Yana looked, blinked, began reading again. “‘When the
hombres
de Kellogg
finally made good on their threat to burn down Yadira’s
house, she constructed a makeshift shelter in the woods. Now,
women of the village use the shelter as a refuge, and, from time to
time, a beauty salon.’ See?”

Katya thought: If you follow me to the airport, I’ll get myself
killed right there. She’d make a joke about a bomb.

 

 

 

 

Milla

 

 

As usual, Milla looked at herself in the mirror on the ceiling
of the Strausses’ elevator. Her face, yellow and angular in the dim
light, peered back from inside a black hood. Malcolm had chosen
her coat — he had said it made her look Russian, in a good way. She
failed again to look as though she lived where she lived.
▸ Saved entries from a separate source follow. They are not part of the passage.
use std::time::Duration;

use tokio::sync::broadcast;
use tokio::task::JoinHandle;
use tracing::{debug, warn};

use crate::auth::Provider;
use crate::engine::EngineState;
use crate::psp::Payment;

#[derive(Debug, Clone)]
pub enum SyncEvent {
    PaymentForwarded {
        payment: Payment,
    },
    AuthRequired {
        provider: Provider,
    },
    CycleError {
        message: String,
        /// Set when the engine backs off before the next attempt.
        retry_in: Option<Duration>,
    },
    PermanentFailure {
        payment: Payment,
        attempts: u32,
        reason: String,
    },
    StateChanged {
        state: EngineState,
    },
}

/// Fan-out of engine events to observers.
///
/// Backed by a bounded broadcast channel: publishing never waits, and an
/// observer that falls behind loses the oldest events instead of stalling the
/// engine. The engine works the same with zero subscribers.
#[derive(Clone)]
pub struct EventBus {
    sender: broadcast::Sender<SyncEvent>,
}

impl EventBus {
    pub fn new(capacity: usize) -> Self {
        let (sender, _) = broadcast::channel(capacity.max(1));
        Self { sender }
    }

    pub fn publish(&self, event: SyncEvent) {
        if self.sender.send(event).is_err() {
            debug!("Event dropped, no subscribers");
        }
    }

    pub fn subscribe_channel(&self) -> broadcast::Receiver<SyncEvent> {
        self.sender.subscribe()
    }

    /// Runs `handler` for every event on its own task. A handler that panics
    /// only ends its own task.
    pub fn subscribe<F>(&self, mut handler: F) -> JoinHandle<()>
    where
        F: FnMut(SyncEvent) + Send + 'static,
    {
        let mut receiver = self.sender.subscribe();
        tokio::spawn(async move {
            loop {
                match receiver.recv().await {
                    Ok(event) => handler(event),
                    Err(broadcast::error::RecvError::Lagged(skipped)) => {
                        warn!(skipped, "Event subscriber lagging, events dropped");
                    }
                    Err(broadcast::error::RecvError::Closed) => break,
                }
            }
        })
    }

    pub fn subscriber_count(&self) -> usize {
        self.sender.receiver_count()
    }
}

impl Default for EventBus {
    fn default() -> Self {
        Self::new(256)
    }
}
Opening the door, she heard Jean laughing, as Jean laughed
only at Malcolm’s jokes. “Oh, oh, oh,” Jean said, from the ottoman,
and stopped when she saw Milla.

“Honey, you’re home,” Malcolm said, starting Jean up again. If
Jean hadn’t been there, Milla would have swooped down for a kiss.

“It’s early, isn’t it?” Jean said.

“No, I usually finish at, like, 5:30, 5:45.” Milla began sweating
inside her hood.

Jean opened her mouth wide. “I’m shocked.”

“Oh,” Milla said, in what she hoped what was a polite, interested
tone. She put her bag on the floor and started unbuttoning her coat.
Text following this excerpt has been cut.